Stored data
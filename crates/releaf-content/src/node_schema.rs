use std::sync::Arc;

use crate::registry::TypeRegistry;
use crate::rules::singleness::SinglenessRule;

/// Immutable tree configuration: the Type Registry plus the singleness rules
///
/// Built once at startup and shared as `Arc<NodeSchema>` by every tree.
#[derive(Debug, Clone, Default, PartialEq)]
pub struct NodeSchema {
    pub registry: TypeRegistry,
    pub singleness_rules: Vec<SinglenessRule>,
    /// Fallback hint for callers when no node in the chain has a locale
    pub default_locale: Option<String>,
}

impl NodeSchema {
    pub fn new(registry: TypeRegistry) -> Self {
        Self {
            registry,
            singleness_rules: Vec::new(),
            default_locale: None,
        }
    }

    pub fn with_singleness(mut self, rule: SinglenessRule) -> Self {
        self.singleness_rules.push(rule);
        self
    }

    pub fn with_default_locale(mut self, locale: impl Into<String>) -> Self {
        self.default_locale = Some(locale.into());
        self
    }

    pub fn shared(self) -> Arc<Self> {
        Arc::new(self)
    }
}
...
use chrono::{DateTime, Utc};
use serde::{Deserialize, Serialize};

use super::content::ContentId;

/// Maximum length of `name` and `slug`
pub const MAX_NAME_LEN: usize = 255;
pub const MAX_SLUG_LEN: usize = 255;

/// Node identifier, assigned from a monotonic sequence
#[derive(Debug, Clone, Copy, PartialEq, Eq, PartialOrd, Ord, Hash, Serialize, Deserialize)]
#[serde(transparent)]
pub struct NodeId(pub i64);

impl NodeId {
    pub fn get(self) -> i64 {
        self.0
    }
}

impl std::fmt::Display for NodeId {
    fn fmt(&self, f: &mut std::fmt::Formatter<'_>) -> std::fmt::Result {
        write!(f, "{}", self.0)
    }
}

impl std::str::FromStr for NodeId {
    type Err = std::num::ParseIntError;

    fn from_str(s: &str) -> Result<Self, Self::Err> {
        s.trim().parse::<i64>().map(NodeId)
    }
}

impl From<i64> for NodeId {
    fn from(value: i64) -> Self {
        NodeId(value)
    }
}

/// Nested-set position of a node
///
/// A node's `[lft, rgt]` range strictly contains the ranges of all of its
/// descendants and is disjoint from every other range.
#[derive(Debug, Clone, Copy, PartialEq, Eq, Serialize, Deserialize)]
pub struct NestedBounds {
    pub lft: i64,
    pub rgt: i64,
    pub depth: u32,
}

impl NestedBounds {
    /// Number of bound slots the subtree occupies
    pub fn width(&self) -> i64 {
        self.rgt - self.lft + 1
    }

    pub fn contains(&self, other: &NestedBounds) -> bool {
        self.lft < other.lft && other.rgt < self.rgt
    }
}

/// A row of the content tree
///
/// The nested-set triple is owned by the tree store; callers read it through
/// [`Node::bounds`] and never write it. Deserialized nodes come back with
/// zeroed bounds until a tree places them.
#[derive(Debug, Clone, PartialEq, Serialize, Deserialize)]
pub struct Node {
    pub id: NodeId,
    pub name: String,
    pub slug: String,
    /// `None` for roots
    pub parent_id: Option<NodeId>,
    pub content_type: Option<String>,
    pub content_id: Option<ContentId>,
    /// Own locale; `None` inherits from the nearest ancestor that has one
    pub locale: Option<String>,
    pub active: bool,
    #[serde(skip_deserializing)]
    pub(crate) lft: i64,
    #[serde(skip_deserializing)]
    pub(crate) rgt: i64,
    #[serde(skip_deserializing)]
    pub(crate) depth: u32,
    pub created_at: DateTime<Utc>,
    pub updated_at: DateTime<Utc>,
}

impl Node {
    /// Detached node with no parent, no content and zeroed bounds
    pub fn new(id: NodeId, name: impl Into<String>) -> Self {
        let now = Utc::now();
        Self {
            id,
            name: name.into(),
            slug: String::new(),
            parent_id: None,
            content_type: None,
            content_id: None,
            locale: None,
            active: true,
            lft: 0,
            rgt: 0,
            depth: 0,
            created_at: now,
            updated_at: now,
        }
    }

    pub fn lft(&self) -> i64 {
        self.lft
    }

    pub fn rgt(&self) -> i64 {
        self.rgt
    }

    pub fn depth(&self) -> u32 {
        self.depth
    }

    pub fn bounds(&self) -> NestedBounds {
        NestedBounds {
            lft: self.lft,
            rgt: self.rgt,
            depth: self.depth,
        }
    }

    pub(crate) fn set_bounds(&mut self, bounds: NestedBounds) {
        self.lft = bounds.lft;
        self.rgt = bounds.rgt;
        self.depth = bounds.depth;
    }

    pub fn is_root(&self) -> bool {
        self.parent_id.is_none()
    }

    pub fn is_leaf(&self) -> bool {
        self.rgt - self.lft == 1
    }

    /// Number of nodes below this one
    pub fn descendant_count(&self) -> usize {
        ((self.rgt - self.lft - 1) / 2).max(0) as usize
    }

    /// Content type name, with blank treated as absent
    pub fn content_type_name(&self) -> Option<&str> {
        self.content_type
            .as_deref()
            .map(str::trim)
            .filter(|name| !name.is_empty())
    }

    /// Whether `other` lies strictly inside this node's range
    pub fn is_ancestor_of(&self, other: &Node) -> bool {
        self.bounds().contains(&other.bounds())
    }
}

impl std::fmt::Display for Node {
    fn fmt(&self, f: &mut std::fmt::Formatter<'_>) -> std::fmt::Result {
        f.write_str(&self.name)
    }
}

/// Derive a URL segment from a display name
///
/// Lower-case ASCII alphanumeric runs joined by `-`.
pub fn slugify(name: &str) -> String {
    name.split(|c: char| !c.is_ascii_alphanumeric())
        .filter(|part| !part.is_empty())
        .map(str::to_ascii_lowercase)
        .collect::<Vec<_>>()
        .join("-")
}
...
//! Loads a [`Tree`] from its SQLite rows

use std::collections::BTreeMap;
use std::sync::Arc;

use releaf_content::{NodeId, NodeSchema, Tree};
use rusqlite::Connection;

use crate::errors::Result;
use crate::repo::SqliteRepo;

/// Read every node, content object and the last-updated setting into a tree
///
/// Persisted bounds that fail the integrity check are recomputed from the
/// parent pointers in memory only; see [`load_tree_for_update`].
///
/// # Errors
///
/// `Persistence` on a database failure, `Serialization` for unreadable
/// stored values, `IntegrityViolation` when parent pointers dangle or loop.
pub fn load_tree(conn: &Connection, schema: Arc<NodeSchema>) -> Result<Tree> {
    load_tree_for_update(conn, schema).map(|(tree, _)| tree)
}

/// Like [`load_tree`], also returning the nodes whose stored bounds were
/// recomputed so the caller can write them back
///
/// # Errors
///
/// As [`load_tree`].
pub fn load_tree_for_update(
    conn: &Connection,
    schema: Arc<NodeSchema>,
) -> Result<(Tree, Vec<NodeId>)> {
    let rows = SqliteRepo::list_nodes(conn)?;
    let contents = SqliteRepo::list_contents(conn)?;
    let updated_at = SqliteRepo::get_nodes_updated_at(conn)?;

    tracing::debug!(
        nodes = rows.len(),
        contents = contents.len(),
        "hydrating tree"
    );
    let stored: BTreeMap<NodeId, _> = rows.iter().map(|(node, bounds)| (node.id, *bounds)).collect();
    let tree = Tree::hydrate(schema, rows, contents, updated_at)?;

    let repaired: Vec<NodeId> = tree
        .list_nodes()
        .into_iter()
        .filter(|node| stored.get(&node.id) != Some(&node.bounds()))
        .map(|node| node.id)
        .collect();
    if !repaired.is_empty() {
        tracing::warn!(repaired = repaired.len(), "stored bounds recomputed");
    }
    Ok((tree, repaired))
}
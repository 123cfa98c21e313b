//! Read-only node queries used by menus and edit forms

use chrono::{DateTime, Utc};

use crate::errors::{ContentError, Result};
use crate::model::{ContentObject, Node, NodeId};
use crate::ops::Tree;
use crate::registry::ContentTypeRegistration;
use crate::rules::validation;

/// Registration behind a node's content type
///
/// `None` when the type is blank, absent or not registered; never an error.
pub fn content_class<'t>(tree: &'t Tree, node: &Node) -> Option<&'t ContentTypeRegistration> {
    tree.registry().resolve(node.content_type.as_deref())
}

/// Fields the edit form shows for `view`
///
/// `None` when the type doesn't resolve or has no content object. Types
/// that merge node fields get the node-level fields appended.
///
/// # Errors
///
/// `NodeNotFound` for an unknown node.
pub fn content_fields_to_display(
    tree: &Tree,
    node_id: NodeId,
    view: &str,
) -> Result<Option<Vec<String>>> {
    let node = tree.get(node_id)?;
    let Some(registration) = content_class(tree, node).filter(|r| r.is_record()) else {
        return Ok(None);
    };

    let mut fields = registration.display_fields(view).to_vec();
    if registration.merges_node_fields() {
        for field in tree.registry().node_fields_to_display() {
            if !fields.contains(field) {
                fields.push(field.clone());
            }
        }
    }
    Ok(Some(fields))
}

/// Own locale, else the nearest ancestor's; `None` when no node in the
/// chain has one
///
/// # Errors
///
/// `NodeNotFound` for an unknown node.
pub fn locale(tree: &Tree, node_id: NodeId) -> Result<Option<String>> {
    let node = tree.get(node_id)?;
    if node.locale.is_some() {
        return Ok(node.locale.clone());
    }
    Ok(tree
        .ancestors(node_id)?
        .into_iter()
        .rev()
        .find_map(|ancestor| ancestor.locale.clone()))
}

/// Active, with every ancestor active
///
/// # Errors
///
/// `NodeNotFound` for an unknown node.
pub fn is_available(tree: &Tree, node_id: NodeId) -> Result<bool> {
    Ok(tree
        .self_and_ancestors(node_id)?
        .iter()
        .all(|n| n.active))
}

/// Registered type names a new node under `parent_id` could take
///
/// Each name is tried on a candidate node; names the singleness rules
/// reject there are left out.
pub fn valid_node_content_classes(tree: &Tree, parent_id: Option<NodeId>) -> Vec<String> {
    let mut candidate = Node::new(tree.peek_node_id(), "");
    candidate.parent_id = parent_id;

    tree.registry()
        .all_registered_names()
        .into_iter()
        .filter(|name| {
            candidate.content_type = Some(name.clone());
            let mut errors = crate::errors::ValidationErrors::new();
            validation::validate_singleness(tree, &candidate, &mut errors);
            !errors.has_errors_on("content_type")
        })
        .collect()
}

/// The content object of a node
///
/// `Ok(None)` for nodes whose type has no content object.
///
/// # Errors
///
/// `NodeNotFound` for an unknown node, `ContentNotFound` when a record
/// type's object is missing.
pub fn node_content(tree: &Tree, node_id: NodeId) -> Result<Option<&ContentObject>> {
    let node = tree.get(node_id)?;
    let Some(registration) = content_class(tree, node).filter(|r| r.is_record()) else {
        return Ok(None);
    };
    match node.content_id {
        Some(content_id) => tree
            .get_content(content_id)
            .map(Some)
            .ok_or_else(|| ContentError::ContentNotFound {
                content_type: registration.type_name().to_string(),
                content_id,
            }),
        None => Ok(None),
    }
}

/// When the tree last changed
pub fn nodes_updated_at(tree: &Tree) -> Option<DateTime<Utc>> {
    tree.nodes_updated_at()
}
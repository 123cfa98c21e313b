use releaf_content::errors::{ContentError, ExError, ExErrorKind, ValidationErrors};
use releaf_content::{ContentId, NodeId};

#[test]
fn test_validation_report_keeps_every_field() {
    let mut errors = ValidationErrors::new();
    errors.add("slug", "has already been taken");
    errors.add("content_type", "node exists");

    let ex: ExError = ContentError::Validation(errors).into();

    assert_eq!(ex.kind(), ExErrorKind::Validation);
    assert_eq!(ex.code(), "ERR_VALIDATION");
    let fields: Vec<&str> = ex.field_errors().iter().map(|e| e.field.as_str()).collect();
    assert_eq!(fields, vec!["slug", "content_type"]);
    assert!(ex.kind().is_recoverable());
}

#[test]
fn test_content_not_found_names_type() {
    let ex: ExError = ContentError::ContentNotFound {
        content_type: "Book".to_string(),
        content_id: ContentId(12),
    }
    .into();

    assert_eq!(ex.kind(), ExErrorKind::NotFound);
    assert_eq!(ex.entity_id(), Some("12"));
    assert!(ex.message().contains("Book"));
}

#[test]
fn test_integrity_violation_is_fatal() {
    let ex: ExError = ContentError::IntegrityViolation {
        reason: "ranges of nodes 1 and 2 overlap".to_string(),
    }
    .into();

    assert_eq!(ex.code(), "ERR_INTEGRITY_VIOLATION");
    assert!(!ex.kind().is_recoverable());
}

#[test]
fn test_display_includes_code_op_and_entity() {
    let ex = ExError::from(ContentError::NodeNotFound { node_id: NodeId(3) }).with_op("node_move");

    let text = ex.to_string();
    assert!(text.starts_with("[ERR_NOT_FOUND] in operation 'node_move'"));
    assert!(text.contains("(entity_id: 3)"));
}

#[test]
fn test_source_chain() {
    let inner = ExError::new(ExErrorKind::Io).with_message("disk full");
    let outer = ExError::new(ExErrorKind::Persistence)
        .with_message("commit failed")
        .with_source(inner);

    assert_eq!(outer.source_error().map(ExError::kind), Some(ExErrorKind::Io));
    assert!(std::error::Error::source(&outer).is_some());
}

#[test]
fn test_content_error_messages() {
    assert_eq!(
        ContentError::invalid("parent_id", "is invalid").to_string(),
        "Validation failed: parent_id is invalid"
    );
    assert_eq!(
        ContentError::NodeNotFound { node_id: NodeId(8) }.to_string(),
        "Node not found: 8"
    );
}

Required work -> Look above for the line holding "NodeId(value)" and the line holding "come back with", then output exactly those two lines and every line between them, nothing more.

Answer to this problem ->
        NodeId(value)
    }
}

/// Nested-set position of a node
///
/// A node's `[lft, rgt]` range strictly contains the ranges of all of its
/// descendants and is disjoint from every other range.
#[derive(Debug, Clone, Copy, PartialEq, Eq, Serialize, Deserialize)]
pub struct NestedBounds {
    pub lft: i64,
    pub rgt: i64,
    pub depth: u32,
}

impl NestedBounds {
    /// Number of bound slots the subtree occupies
    pub fn width(&self) -> i64 {
        self.rgt - self.lft + 1
    }

    pub fn contains(&self, other: &NestedBounds) -> bool {
        self.lft < other.lft && other.rgt < self.rgt
    }
}

/// A row of the content tree
///
/// The nested-set triple is owned by the tree store; callers read it through
/// [`Node::bounds`] and never write it. Deserialized nodes come back with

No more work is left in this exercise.